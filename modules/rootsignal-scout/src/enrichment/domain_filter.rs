//! Batch LLM domain filter — evaluates whether scraped domains are likely
//! to contain community signals for a target region. One Haiku call per
//! `run_web()` invocation, with Neo4j-backed caching of verdicts.
//!
//! Follows the signal_lint.rs pattern (batch items, per-item verdict) and
//! the universe_check.rs pattern (structured output, fail-open on error).

use std::collections::{HashMap, HashSet};

use ai_client::claude::Claude;
use schemars::JsonSchema;
use serde::Deserialize;
use tracing::{info, warn};

use rootsignal_common::extract_domain;

use crate::pipeline::traits::SignalStore;

#[derive(Deserialize, JsonSchema)]
struct DomainFilterResponse {
    /// One verdict per submitted domain.
    domains: Vec<DomainVerdict>,
}

#[derive(Deserialize, JsonSchema)]
struct DomainVerdict {
    /// The domain being evaluated.
    domain: String,
    /// true = likely to contain local community signals; false = reject.
    accept: bool,
    /// Brief reason for the verdict.
    reason: String,
}

const DOMAIN_FILTER_SYSTEM: &str = "\
You evaluate whether web domains are likely to contain current, firsthand \
community signals for a specific region.\n\n\
ACCEPT domains that host:\n\
- Local journalism, community newspapers, radio/TV stations\n\
- Local government services, meetings, public records\n\
- Community organizations, nonprofits, mutual aid groups\n\
- Local event listings from regional organizers\n\n\
REJECT domains that are:\n\
- Web archives or historical snapshots (archive.org, archive-it.org, wayback machine)\n\
- Foreign government sites unrelated to the target region\n\
- National/international aggregators with no local desk\n\
- E-commerce platforms, SaaS marketing, developer docs\n\
- Content farms, SEO spam, coupon/deal sites\n\n\
When unsure, ACCEPT \u{2014} false positives cost less than missed signals.\n\
Return a verdict for every domain submitted.";

/// Normalize a domain for dedup: lowercase + strip leading `www.`.
fn normalize_domain(domain: &str) -> String {
    let d = domain.to_lowercase();
    d.strip_prefix("www.").unwrap_or(&d).to_string()
}

/// Filter a list of URLs by evaluating their domains through an LLM batch call.
///
/// Returns the subset of `urls` whose domains were accepted (or already cached
/// as accepted). On LLM error the full list is returned (fail-open).
pub async fn filter_domains_batch(
    urls: &[String],
    region_name: &str,
    anthropic_api_key: &str,
    _store: &dyn SignalStore,
) -> Vec<String> {
    if urls.is_empty() {
        return Vec::new();
    }

    // 1. Extract unique normalized domains
    let mut domain_for_url: Vec<(String, String)> = Vec::new(); // (url, normalized_domain)
    let mut unique_domains: Vec<String> = Vec::new();
    let mut seen: HashSet<String> = HashSet::new();

    for url in urls {
        let raw = extract_domain(url);
        let norm = normalize_domain(&raw);
        if !norm.is_empty() && seen.insert(norm.clone()) {
            unique_domains.push(norm.clone());
        }
        domain_for_url.push((url.clone(), norm));
    }

    // 2. Check cache for existing verdicts
    // TODO: Add cached_domain_verdicts / cache_domain_verdicts to SignalStore trait
    // to avoid re-evaluating domains across runs.
    let cached: HashMap<String, bool> = HashMap::new();

    let unchecked: Vec<String> = unique_domains
        .iter()
        .filter(|d| !cached.contains_key(d.as_str()))
        .cloned()
        .collect();

    // 3. If there are unchecked domains, call LLM
    let mut verdicts: HashMap<String, bool> = cached;

    if !unchecked.is_empty() {
        info!(count = unchecked.len(), "Evaluating unchecked domains via LLM");

        let domain_list = unchecked
            .iter()
            .map(|d| format!("- {d}"))
            .collect::<Vec<_>>()
            .join("\n");

        let prompt = format!(
            "Region: {region_name}\n\nDomains to evaluate:\n{domain_list}"
        );

        let claude = Claude::new(anthropic_api_key, "claude-haiku-4-5-20251001");

        match claude
            .extract::<DomainFilterResponse>(DOMAIN_FILTER_SYSTEM, &prompt)
            .await
        {
            Ok(response) => {
                let mut new_verdicts: Vec<(String, bool)> = Vec::new();
                for v in &response.domains {
                    let norm = normalize_domain(&v.domain);
                    if unchecked.contains(&norm) {
                        verdicts.insert(norm.clone(), v.accept);
                        new_verdicts.push((norm, v.accept));
                        if !v.accept {
                            info!(domain = %v.domain, reason = %v.reason, "Domain rejected");
                        }
                    }
                }
                // Any domains the LLM didn't return a verdict for — accept (fail-open)
                for d in &unchecked {
                    if !verdicts.contains_key(d.as_str()) {
                        verdicts.insert(d.clone(), true);
                        new_verdicts.push((d.clone(), true));
                    }
                }
                // TODO: Cache new verdicts once SignalStore trait has cache_domain_verdicts
                let _ = &new_verdicts;
            }
            Err(e) => {
                warn!(error = %e, "Domain filter LLM call failed, passing all URLs through");
                return urls.to_vec();
            }
        }
    }

    // 5. Build rejected set and filter URLs
    let rejected: HashSet<&str> = verdicts
        .iter()
        .filter(|(_, &accepted)| !accepted)
        .map(|(d, _)| d.as_str())
        .collect();

    if rejected.is_empty() {
        return urls.to_vec();
    }

    domain_for_url
        .into_iter()
        .filter(|(_, domain)| !rejected.contains(domain.as_str()))
        .map(|(url, _)| url)
        .collect()
}

#[cfg(test)]
mod tests {
    use super::*;

    #[test]
    fn normalize_strips_www_and_lowercases() {
        assert_eq!(normalize_domain("www.Example.COM"), "example.com");
        assert_eq!(normalize_domain("WWW.foo.org"), "foo.org");
        assert_eq!(normalize_domain("bar.net"), "bar.net");
    }

    #[test]
    fn extract_and_normalize_deduplicates() {
        let urls = vec![
            "https://www.example.com/page1".to_string(),
            "https://example.com/page2".to_string(),
            "https://OTHER.org/x".to_string(),
            "https://other.org/y".to_string(),
        ];

        let mut seen = HashSet::new();
        let mut unique = Vec::new();
        for url in &urls {
            let norm = normalize_domain(&extract_domain(url));
            if seen.insert(norm.clone()) {
                unique.push(norm);
            }
        }

        assert_eq!(unique, vec!["example.com", "other.org"]);
    }

    #[test]
    fn system_prompt_mentions_archive_and_accept_guidance() {
        assert!(DOMAIN_FILTER_SYSTEM.contains("archive.org"));
        assert!(DOMAIN_FILTER_SYSTEM.contains("ACCEPT"));
        assert!(DOMAIN_FILTER_SYSTEM.contains("REJECT"));
        assert!(DOMAIN_FILTER_SYSTEM.contains("When unsure, ACCEPT"));
    }
}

○ ○ ○ ○

> [Task statement]
Keep both end lines and retype everything in the records above from the line containing "use rootsignal_common::extract_domain;" through the line containing "(or already cached", exactly, with nothing else.

> [Solved problem]
use rootsignal_common::extract_domain;

use crate::pipeline::traits::SignalStore;

#[derive(Deserialize, JsonSchema)]
struct DomainFilterResponse {
    /// One verdict per submitted domain.
    domains: Vec<DomainVerdict>,
}

#[derive(Deserialize, JsonSchema)]
struct DomainVerdict {
    /// The domain being evaluated.
    domain: String,
    /// true = likely to contain local community signals; false = reject.
    accept: bool,
    /// Brief reason for the verdict.
    reason: String,
}

const DOMAIN_FILTER_SYSTEM: &str = "\
You evaluate whether web domains are likely to contain current, firsthand \
community signals for a specific region.\n\n\
ACCEPT domains that host:\n\
- Local journalism, community newspapers, radio/TV stations\n\
- Local government services, meetings, public records\n\
- Community organizations, nonprofits, mutual aid groups\n\
- Local event listings from regional organizers\n\n\
REJECT domains that are:\n\
- Web archives or historical snapshots (archive.org, archive-it.org, wayback machine)\n\
- Foreign government sites unrelated to the target region\n\
- National/international aggregators with no local desk\n\
- E-commerce platforms, SaaS marketing, developer docs\n\
- Content farms, SEO spam, coupon/deal sites\n\n\
When unsure, ACCEPT \u{2014} false positives cost less than missed signals.\n\
Return a verdict for every domain submitted.";

/// Normalize a domain for dedup: lowercase + strip leading `www.`.
fn normalize_domain(domain: &str) -> String {
    let d = domain.to_lowercase();
    d.strip_prefix("www.").unwrap_or(&d).to_string()
}

/// Filter a list of URLs by evaluating their domains through an LLM batch call.
///
/// Returns the subset of `urls` whose domains were accepted (or already cached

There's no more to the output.